The authors recruited two groups of participants: participants with narcolepsy who often lucid dream (N = 27), and healthy controls (N = 21). Participants napped in the laboratory during daytime hours while the authors spoke a combination of words and pseudowords. Participants were instructed to frown briefly three times in a row if they heard a pseudoword or smile briefly three times if they heard a real word. Facial muscle contractions were monitored with electromyography (EMG), and sleep/wake stage was assessed with a combination of electroencephalography (EEG) and electrooculography (EOG) which respectively measure electrical impulses from the brain and eye movements. After each nap, the participants reported if they dreamed, whether the dream was lucid, and whether they recalled performing the task.
In addition to the frequency of responses, response accuracy, and response rate on the task, the authors examined local brain activity associated with responses from EEG, and how well cognitive activity, measured with EEG, predicts responsiveness.
What did they find?
In terms of responsiveness, the authors found that participants could perform the task across almost any sleep state (except N3, deep sleep, in the healthy participants), meaning regardless of whether they were awake, in the lighter stages of sleep, or dreaming, they would respond to stimuli with smiles or frowns when they were presented and would not respond when no stimulus was presented. Interestingly, participants with narcolepsy responded more to stimuli across all sleep stages than healthy participants, including N3, and they reported lucid dreaming. As sleep deepened, the response rate decreased, although it increased slightly during rapid-eye movement (REM, dreaming sleep) in healthy participants. In participants with narcolepsy, the response rate increased greatly in non-lucid REM sleep and even further increased in lucid REM sleep. Examining accuracy, the authors found that all participants were more accurate than chance in responses, but healthy controls were more accurate than participants with narcolepsy, and increased depth of sleep was correlated with decreased performance. Regarding response time, as in wakefulness, during sleep participants were slower to respond to pseudowords than words, and participants were slower to respond overall while asleep than awake. Lucid dreaming was associated with significantly slower response times than non-lucid dreaming.

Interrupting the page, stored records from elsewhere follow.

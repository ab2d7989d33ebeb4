// =============================================================================
// Solvers
// =============================================================================
//
// Fitting here is direct maximum likelihood: the model hands a negated
// log-likelihood and a starting point to a general-purpose unconstrained
// minimizer and accepts whatever optimum it reports. There is no
// model-specific iteration scheme in this crate - the minimizer is a black
// box behind the `Minimizer::minimize` contract, and convergence judgment is
// delegated to it entirely.
//
// =============================================================================

mod mle;

pub use mle::{MinimizeResult, Minimizer, MinimizerConfig, ObjectiveFunction};
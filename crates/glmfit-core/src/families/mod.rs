// =============================================================================
// Distribution Families
// =============================================================================
//
// Each family bundles the two pieces of math a GLM needs:
//
//   1. The inverse link: mapping the linear predictor eta = X*beta to the
//      mean parameter mu on the response scale.
//   2. The log-likelihood: how probable the observed responses are, given
//      candidate coefficients.
//
// THE THREE FAMILIES
// ------------------
//
//   Family     | Response domain        | Link (inverse)
//   -----------|------------------------|---------------------------
//   Gaussian   | any real               | identity: mu = eta
//   Poisson    | counts 0, 1, 2, ...    | log:      mu = exp(eta)
//   Bernoulli  | {0, 1}                 | logit:    mu = 1/(1+e^-eta)
//
// The set is closed: the fitter holds exactly one `Box<dyn Family>` chosen at
// construction and never switches it. Both trait methods are required - there
// are deliberately no default bodies, so a new family cannot compile without
// supplying its own link and likelihood.
//
// Response values are NOT validated against the family's domain. Feeding a
// negative count to Poisson, or a 0.7 to Bernoulli, yields a -inf or NaN
// log-likelihood, which the optimizer treats as an arbitrarily bad candidate.
// Nothing panics.
//
// =============================================================================

use ndarray::{Array1, Array2};

mod bernoulli;
mod gaussian;
mod poisson;

pub use bernoulli::BernoulliFamily;
pub use gaussian::GaussianFamily;
pub use poisson::PoissonFamily;

/// A distribution family for GLM fitting.
///
/// Implementations are stateless unit structs; all data arrives through the
/// method arguments, so a single family value is safe to share across models.
pub trait Family {
    /// Human-readable family name, e.g. `"Poisson"`.
    fn name(&self) -> &'static str;

    /// Map the linear predictor to the mean of the response distribution,
    /// elementwise.
    fn link_inverse(&self, eta: &Array1<f64>) -> Array1<f64>;

    /// Total log-likelihood of `y` under the candidate coefficients `beta`.
    ///
    /// Computes `eta = X*beta`, transforms to `mu` via [`Self::link_inverse`],
    /// and sums the per-observation log-density (or log-mass). Invalid
    /// regions contribute `-inf` or `NaN` rather than an error.
    fn log_likelihood(&self, beta: &Array1<f64>, x: &Array2<f64>, y: &Array1<f64>) -> f64;
}

#[cfg(test)]
mod tests {
    use super::*;
    use ndarray::array;

    // The three families share one contract: predict-side output must come
    // straight from the inverse link. Pin down the shapes here; the per-family
    // values are tested next to each implementation.

    fn all_families() -> [Box<dyn Family>; 3] {
        [
            Box::new(GaussianFamily),
            Box::new(PoissonFamily),
            Box::new(BernoulliFamily),
        ]
    }

    #[test]
    fn link_inverse_preserves_length() {
        let eta = array![-2.0, 0.0, 3.5];
        for family in all_families() {
            assert_eq!(family.link_inverse(&eta).len(), eta.len());
        }
    }

    #[test]
    fn log_likelihood_is_order_independent() {
        let x = array![[1.0, 0.0], [1.0, 1.0], [1.0, 2.0]];
        let y = array![1.0, 0.0, 1.0];
        let x_rev = array![[1.0, 2.0], [1.0, 1.0], [1.0, 0.0]];
        let y_rev = array![1.0, 0.0, 1.0];
        let beta = array![0.1, 0.1];

        for family in all_families() {
            let a = family.log_likelihood(&beta, &x, &y);
            let b = family.log_likelihood(&beta, &x_rev, &y_rev);
            assert!((a - b).abs() < 1e-10, "{}: {} vs {}", family.name(), a, b);
        }
    }
}
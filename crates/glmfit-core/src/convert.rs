// =============================================================================
// ndarray <-> nalgebra Conversion and Reference Solves
// =============================================================================
//
// The fitting path works purely on ndarray types; nalgebra is used for the
// dense linear algebra behind the closed-form reference estimates that the
// validation suite compares fits against (Gaussian MLE with identity link is
// the normal-equations solution X'X beta = X'y).
//
// =============================================================================

use nalgebra::{DMatrix, DVector};
use ndarray::{Array1, Array2};

/// Convert an ndarray matrix to a nalgebra `DMatrix`.
///
/// Non-contiguous arrays are copied into standard layout first.
#[inline]
pub fn to_dmatrix(a: &Array2<f64>) -> DMatrix<f64> {
    let (nrows, ncols) = (a.nrows(), a.ncols());
    let contig = if a.is_standard_layout() {
        a.clone()
    } else {
        a.as_standard_layout().to_owned()
    };
    DMatrix::from_row_slice(nrows, ncols, contig.as_slice().unwrap())
}

/// Convert an ndarray vector to a nalgebra `DVector`.
#[inline]
pub fn to_dvector(v: &Array1<f64>) -> DVector<f64> {
    DVector::from_iterator(v.len(), v.iter().copied())
}

/// Convert a nalgebra `DVector` back to an ndarray vector.
#[inline]
pub fn to_array1(v: &DVector<f64>) -> Array1<f64> {
    Array1::from_vec(v.as_slice().to_vec())
}

/// Solve the symmetric positive-definite system `A x = b`.
///
/// Cholesky first, LU as fallback; `None` when the matrix is singular
/// (collinear predictors, typically).
pub fn solve_symmetric(a: &Array2<f64>, b: &Array1<f64>) -> Option<Array1<f64>> {
    let a = to_dmatrix(a);
    let b = to_dvector(b);

    if let Some(chol) = a.clone().cholesky() {
        Some(to_array1(&chol.solve(&b)))
    } else {
        a.lu().solve(&b).map(|x| to_array1(&x))
    }
}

Using the EEG data, the authors found a signature of brain activity localized in frontal sites associated with responsiveness to stimuli across participants and sleep states. The authors computed markers of cognitive activity from all the electrophysiological data and compared these markers between responsive and nonresponsive trials, finding trials in which participants responded to the stimulus were associated with increased cognitive activity. The predictions were more accurate when tested on correct-only responses than incorrect-only responses, which provides evidence that the markers truly indicate cognitive activity, rather than merely motor activity. In contrast, lucid dreaming was associated with higher cognitive activity regardless of the response to stimuli.
What's the impact?
The results of this study demonstrate that humans maintain sensory connections to external stimuli while asleep and that they can process these external stimuli at a high cognitive level and physically respond to them. These results could precede further investigations of sleepers’ cognitive capacity and abilities, including the sleeping brain’s ability to learn new information.